Merk vervolgens eens op hoe waakzaam Elia was. Hij stuurde zijn bediende terug, niet één keer of twee keer, maar zeven keer! We zouden ons kunnen voorstellen dat de bediende dat moe werd, maar Elia bleef gespannen uitzien naar een teken en gaf het niet op. Eindelijk, na zijn zevende tocht, berichtte de bediende: „Zie! Een wolkje als de handpalm van een man stijgt uit de zee op” (vers 44). Ziet u voor u hoe die bediende zijn arm uitgestrekt houdt en met zijn handpalm de grootte aangeeft van één klein wolkje dat boven de horizon van de Grote Zeeb opstijgt? Het kan zijn dat de bediende niet onder de indruk was. Maar die wolk zei Elia genoeg. Hij gaf zijn bediende nu dringende instructies: „Ga op, zeg tot Achab: ’Span in! En daal af, opdat de stortregen u niet ophoudt!’”
Opnieuw gaf Elia ons een krachtig voorbeeld. Wij leven eveneens in een tijd waarin God weldra tot handelen zal overgaan om zijn bekendgemaakte voornemen te verwezenlijken. Elia wachtte op het einde van een periode van droogte; Gods hedendaagse aanbidders wachten op het einde van een verdorven wereld (1 Johannes 2:17). Totdat Jehovah God handelend optreedt, moeten we waakzaam blijven, net als Elia. Gods eigen Zoon, Jezus, gaf zijn volgelingen de raad: „Waakt daarom voortdurend, want gij weet niet op welke dag uw Heer komt” (Mattheüs 24:42). Bedoelde Jezus daarmee dat zijn volgelingen totaal niet zouden weten wanneer het einde zou komen? Nee, want hij vertelde uitgebreid hoe de wereld eruit zou zien in de dagen die aan het einde vooraf zouden gaan.

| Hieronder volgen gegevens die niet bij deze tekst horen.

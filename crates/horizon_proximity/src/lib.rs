//! # Horizon Proximity
//!
//! Distributed interest management for Horizon servers. Any server can
//! learn which entities, local or owned by a peer, fall inside a region of
//! interest and receive add/remove notifications as that set changes,
//! without every server tracking every entity.
//!
//! ## Core Features
//!
//! - **Pluggable Query Evaluation**: brute-force and R-tree indexes behind one [`QueryIndex`] trait
//! - **Two Query Populations**: coarse server-to-server queries and fine per-object queries
//! - **Threshold Propagation**: the finest object query angle is advertised to every peer
//! - **Index Replication**: remote trees mirrored into reference-counted [`ReplicatedObjectCache`]s
//! - **Out-of-Order Tolerance**: early location updates are buffered and replayed on addition
//! - **Refine/Coarsen Protocol**: detail requested on observation, released after an idle timeout
//!
//! ## Architecture Overview
//!
//! Each component runs on its own serial context and is only reached by
//! message passing:
//!
//! - [`ProximityCoordinator`] owns the query sets and indexes in one worker task
//! - [`ReplicationClient`] owns the replicated trees in another
//! - every [`ReplicatedObjectCache`] delivers listener callbacks on its own [`strand::Strand`]
//!
//! Transport, the authoritative location service, region ownership and
//! clock synchronization are supplied by the host through the traits in
//! [`context`].
//!
//! ## Quick Start Example
//!
//! ```rust,no_run
//! use horizon_proximity::*;
//! use std::sync::Arc;
//!
//! async fn run(
//!     context: ProximityContext,
//!     owner: Arc<dyn ReplicationOwner>,
//!     viewer: EntityId,
//! ) -> Result<(), Box<dyn std::error::Error + Send + Sync>> {
//!     let config = ProximityConfigBuilder::new()
//!         .with_max_results_per_message(32)
//!         .build();
//!     setup_logging(&config.logging)?;
//!
//!     let proximity = ProximityCoordinator::spawn(config.proximity.clone(), context)?;
//!     let replication = ReplicationClient::spawn(
//!         config.replication.clone(),
//!         owner,
//!         Arc::new(ClockOffset(0)),
//!     )?;
//!
//!     // Results for the viewer arrive on its object stream.
//!     proximity.add_query(viewer, SolidAngle::new(0.01))?;
//!     replication.init_query()?;
//!
//!     proximity.shutdown().await;
//!     replication.shutdown().await;
//!     Ok(())
//! }
//! ```

#[cfg(test)]
mod tests;

// Core modules
pub mod config;
pub mod context;
pub mod error;
pub mod logging;
pub mod protocol;
pub mod strand;
pub mod types;
pub mod utils;

pub mod proximity;
pub mod replication;
pub mod spatial;

// Re-export commonly used items for convenience
pub use config::{
    IndexKind, LoggingConfig, ProximityConfig, ProximityConfigBuilder, ProximityServiceConfig,
    ReplicationConfig,
};
pub use context::{
    ClockOffset, LocationService, LocationServiceOp, ObjectStreams, ProximityContext,
    ReplicationOwner, Segmentation, ServerRouter, TimeSynced,
};
pub use error::{ConfigValidationError, ProtocolError, ProximityError, ReplicationError};
pub use logging::setup_logging;
pub use types::*;
pub use utils::current_timestamp;

pub use proximity::{ProximityCoordinator, ProximityState, ProximityStats};
pub use replication::{
    ReplicatedObjectCache, ReplicatedObjectListener, ReplicationClient, ReplicationStats,
};
pub use spatial::{LocationCache, LocationChange, QueryEvent, QueryIndex};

We kunnen ons allemaal op de hoogte stellen van dat gedetailleerde teken van „het besluit van het samenstel van dingen”. — Mattheüs 24:3-7.c
Elk facet van dat teken vormt een krachtig, overtuigend bewijs. Zijn die bewijzen voldoende om ons ertoe te bewegen snel tot actie over te gaan? Eén klein wolkje dat vanaf de horizon opsteeg, was voldoende om Elia ervan te overtuigen dat Jehovah handelend ging optreden. Werd de trouwe profeet daarin teleurgesteld?

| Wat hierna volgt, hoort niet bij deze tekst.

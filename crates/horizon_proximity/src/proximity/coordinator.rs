//! Async front end of the proximity worker.
//!
//! [`ProximityCoordinator`] is a cheap handle: every call enqueues a command
//! for the worker task, which owns the [`ProximityState`] and also runs the
//! periodic duties on independent timers:
//!
//! 1. server-query push to peers
//! 2. query index tick
//! 3. event harvesting for server and object queries
//! 4. result delivery (also retried after every other duty)
//!
//! Location-service effects produced by the worker are executed on a second,
//! caller-facing task so the worker never calls into the location service.

use super::state::{ProximityState, ProximityStats};
use crate::config::ProximityConfig;
use crate::context::{LocationService, LocationServiceOp, ProximityContext};
use crate::error::ProximityError;
use crate::protocol::MigrationData;
use crate::spatial::LocationChange;
use crate::types::{BoundingSphere, EntityId, ServerId, SolidAngle, TimedMotionVector};
use crate::utils::{current_timestamp, millis};
use std::sync::Arc;
use tokio::sync::{mpsc, oneshot, Mutex};
use tokio::task::JoinHandle;
use tokio::time::{interval, MissedTickBehavior};
use tracing::{debug, info, warn};

enum Command {
    UpdateServerQuery {
        server: ServerId,
        location: TimedMotionVector,
        bounds: BoundingSphere,
        angle: SolidAngle,
    },
    RemoveServerQuery(ServerId),
    UpdateObjectQuery {
        id: EntityId,
        location: TimedMotionVector,
        bounds: BoundingSphere,
        angle: Option<SolidAngle>,
    },
    RemoveObjectQuery(EntityId),
    LocationChanged(LocationChange),
    ServerMessage {
        source: ServerId,
        payload: Vec<u8>,
    },
    TakeMigrationData {
        id: EntityId,
        reply: oneshot::Sender<Option<MigrationData>>,
    },
    Stats(oneshot::Sender<ProximityStats>),
    Shutdown,
}

/// Handle to a running proximity worker.
pub struct ProximityCoordinator {
    server_id: ServerId,
    commands: mpsc::UnboundedSender<Command>,
    location_service: Arc<dyn LocationService>,
    tasks: Mutex<Option<(JoinHandle<()>, JoinHandle<()>)>>,
}

impl ProximityCoordinator {
    /// Validates `config` and spawns the worker and caller-facing tasks.
    ///
    /// Must be called from within a tokio runtime.
    ///
    /// # Arguments
    ///
    /// * `config` - Intervals, batching limits and index choices for this server
    /// * `context` - Collaborators for routing, streams, location and segmentation
    ///
    /// # Returns
    ///
    /// The coordinator handle, or `ProximityError::Config` if `config` fails
    /// validation.
    pub fn spawn(
        config: ProximityConfig,
        context: ProximityContext,
    ) -> Result<Self, ProximityError> {
        config.validate()?;

        let (commands, command_rx) = mpsc::unbounded_channel();
        let (ops_tx, mut ops_rx) = mpsc::unbounded_channel::<Vec<LocationServiceOp>>();

        let service = context.location_service.clone();
        let frontend = tokio::spawn(async move {
            while let Some(ops) = ops_rx.recv().await {
                for op in ops {
                    op.apply(service.as_ref());
                }
            }
        });

        let state = ProximityState::new(config.clone(), &context);
        let worker = tokio::spawn(run_worker(state, config, command_rx, ops_tx));

        Ok(Self {
            server_id: context.server_id,
            commands,
            location_service: context.location_service,
            tasks: Mutex::new(Some((worker, frontend))),
        })
    }

    pub fn server_id(&self) -> ServerId {
        self.server_id
    }

    fn send(&self, command: Command) -> Result<(), ProximityError> {
        self.commands.send(command).map_err(|_| ProximityError::WorkerStopped)
    }

    /// Adds or updates the coarse query `server` placed on our region.
    pub fn update_server_query(
        &self,
        server: ServerId,
        location: TimedMotionVector,
        bounds: BoundingSphere,
        angle: SolidAngle,
    ) -> Result<(), ProximityError> {
        self.send(Command::UpdateServerQuery { server, location, bounds, angle })
    }

    pub fn remove_server_query(&self, server: ServerId) -> Result<(), ProximityError> {
        self.send(Command::RemoveServerQuery(server))
    }

    /// Adds or updates an object query. With `angle == None` only location
    /// and bounds of an existing query are refreshed.
    pub fn update_object_query(
        &self,
        id: EntityId,
        location: TimedMotionVector,
        bounds: BoundingSphere,
        angle: Option<SolidAngle>,
    ) -> Result<(), ProximityError> {
        self.send(Command::UpdateObjectQuery { id, location, bounds, angle })
    }

    pub fn remove_object_query(&self, id: EntityId) -> Result<(), ProximityError> {
        self.send(Command::RemoveObjectQuery(id))
    }

    /// Registers an object query seeded from the location service.
    pub fn add_query(&self, id: EntityId, angle: SolidAngle) -> Result<(), ProximityError> {
        let location = self
            .location_service
            .location(id)
            .ok_or(ProximityError::UnknownEntity(id))?;
        let bounds = self
            .location_service
            .bounds(id)
            .ok_or(ProximityError::UnknownEntity(id))?;
        self.update_object_query(id, location, bounds, Some(angle))
    }

    /// Forwards a change reported by the location service.
    pub fn location_changed(&self, change: LocationChange) -> Result<(), ProximityError> {
        self.send(Command::LocationChanged(change))
    }

    /// Hands a proximity payload received from `source` to the worker.
    /// Malformed payloads are logged and dropped by the worker.
    pub fn receive_server_message(
        &self,
        source: ServerId,
        payload: Vec<u8>,
    ) -> Result<(), ProximityError> {
        self.send(Command::ServerMessage { source, payload })
    }

    /// Removes the object's query ahead of migration.
    pub async fn generate_migration_data(
        &self,
        id: EntityId,
    ) -> Result<Option<MigrationData>, ProximityError> {
        let (reply, response) = oneshot::channel();
        self.send(Command::TakeMigrationData { id, reply })?;
        response.await.map_err(|_| ProximityError::WorkerStopped)
    }

    /// Recreates the query of an object that migrated here.
    pub fn receive_migration_data(
        &self,
        id: EntityId,
        data: MigrationData,
    ) -> Result<(), ProximityError> {
        self.add_query(id, data.min_angle)
    }

    pub async fn stats(&self) -> Result<ProximityStats, ProximityError> {
        let (reply, response) = oneshot::channel();
        self.send(Command::Stats(reply))?;
        response.await.map_err(|_| ProximityError::WorkerStopped)
    }

    /// Stops the worker after it processes already-queued commands, then
    /// waits for pending location-service effects to run.
    pub async fn shutdown(&self) {
        let _ = self.commands.send(Command::Shutdown);
        let Some((worker, frontend)) = self.tasks.lock().await.take() else {
            return;
        };
        if let Err(e) = worker.await {
            warn!("Proximity worker ended abnormally: {}", e);
        }
        if let Err(e) = frontend.await {
            warn!("Proximity location task ended abnormally: {}", e);
        }
    }
}

fn handle_command(state: &mut ProximityState, command: Command) {
    match command {
        Command::UpdateServerQuery { server, location, bounds, angle } => {
            state.update_server_query(server, location, bounds, angle)
        }
        Command::RemoveServerQuery(server) => state.remove_server_query(server),
        Command::UpdateObjectQuery { id, location, bounds, angle } => {
            state.update_object_query(id, location, bounds, angle)
        }
        Command::RemoveObjectQuery(id) => {
            state.remove_object_query(id);
        }
        Command::LocationChanged(change) => state.apply_location_change(&change),
        Command::ServerMessage { source, payload } => {
            if let Err(e) = state.handle_server_message(source, &payload) {
                warn!("Discarding proximity message from {}: {}", source, e);
            }
        }
        Command::TakeMigrationData { id, reply } => {
            let _ = reply.send(state.take_migration_data(id));
        }
        Command::Stats(reply) => {
            let _ = reply.send(state.stats());
        }
        Command::Shutdown => {}
    }
}

fn forward_ops(state: &mut ProximityState, ops: &mpsc::UnboundedSender<Vec<LocationServiceOp>>) {
    let pending = state.take_location_ops();
    if !pending.is_empty() && ops.send(pending).is_err() {
        warn!("Location task is gone, dropping location service updates");
    }
}

async fn run_worker(
    mut state: ProximityState,
    config: ProximityConfig,
    mut commands: mpsc::UnboundedReceiver<Command>,
    ops: mpsc::UnboundedSender<Vec<LocationServiceOp>>,
) {
    let mut push = interval(millis(config.server_query_push_interval_ms));
    let mut index_tick = interval(millis(config.index_tick_interval_ms));
    let mut events = interval(millis(config.event_interval_ms));
    let mut delivery = interval(millis(config.delivery_interval_ms));
    for timer in [&mut push, &mut index_tick, &mut events, &mut delivery] {
        timer.set_missed_tick_behavior(MissedTickBehavior::Delay);
    }

    info!("🛰️ Proximity worker started for {}", state.server_id());

    loop {
        tokio::select! {
            command = commands.recv() => match command {
                Some(Command::Shutdown) | None => break,
                Some(command) => handle_command(&mut state, command),
            },
            _ = push.tick() => state.push_server_queries(current_timestamp()),
            _ = index_tick.tick() => state.tick_indexes(current_timestamp()),
            _ = events.tick() => {
                let now = current_timestamp();
                state.generate_server_events(now);
                state.generate_object_events(now);
            }
            _ = delivery.tick() => {}
        }

        state.deliver_results();
        forward_ops(&mut state, &ops);
    }

    let mut drained = 0usize;
    while let Ok(command) = commands.try_recv() {
        handle_command(&mut state, command);
        drained += 1;
    }
    state.deliver_results();
    forward_ops(&mut state, &ops);
    if drained > 0 {
        debug!("Processed {} queued commands during shutdown", drained);
    }

    info!("🛑 Proximity worker stopped for {}", state.server_id());
}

Jehovah brengt verlichting en zegeningen
Het verslag vervolgt: „Nu gebeurde het ondertussen dat de hemel zelf zwart werd van wolken en wind, en toen kwam er een zware stortregen. En Achab reed voort en ging heen naar Jizreël” (vers 45). De gebeurtenissen volgden elkaar nu opmerkelijk snel op. Terwijl Elia’s bediende de boodschap van de profeet aan Achab overbracht, groeide het wolkje uit tot een wolkenmassa die de lucht bedekte en verduisterde. Er blies een krachtige wind. Eindelijk, na drieënhalf jaar, viel er regen op Israëls bodem.d De uitgedroogde grond zoog de druppels op. Terwijl de regen een stortbui werd, zwol de rivier de Kison en werd het bloed van de terechtgestelde Baälsprofeten ongetwijfeld weggespoeld. Ook de eigenzinnige Israëlieten kregen de kans om de verschrikkelijke smet weg te spoelen die de Baälaanbidding op het land had geworpen.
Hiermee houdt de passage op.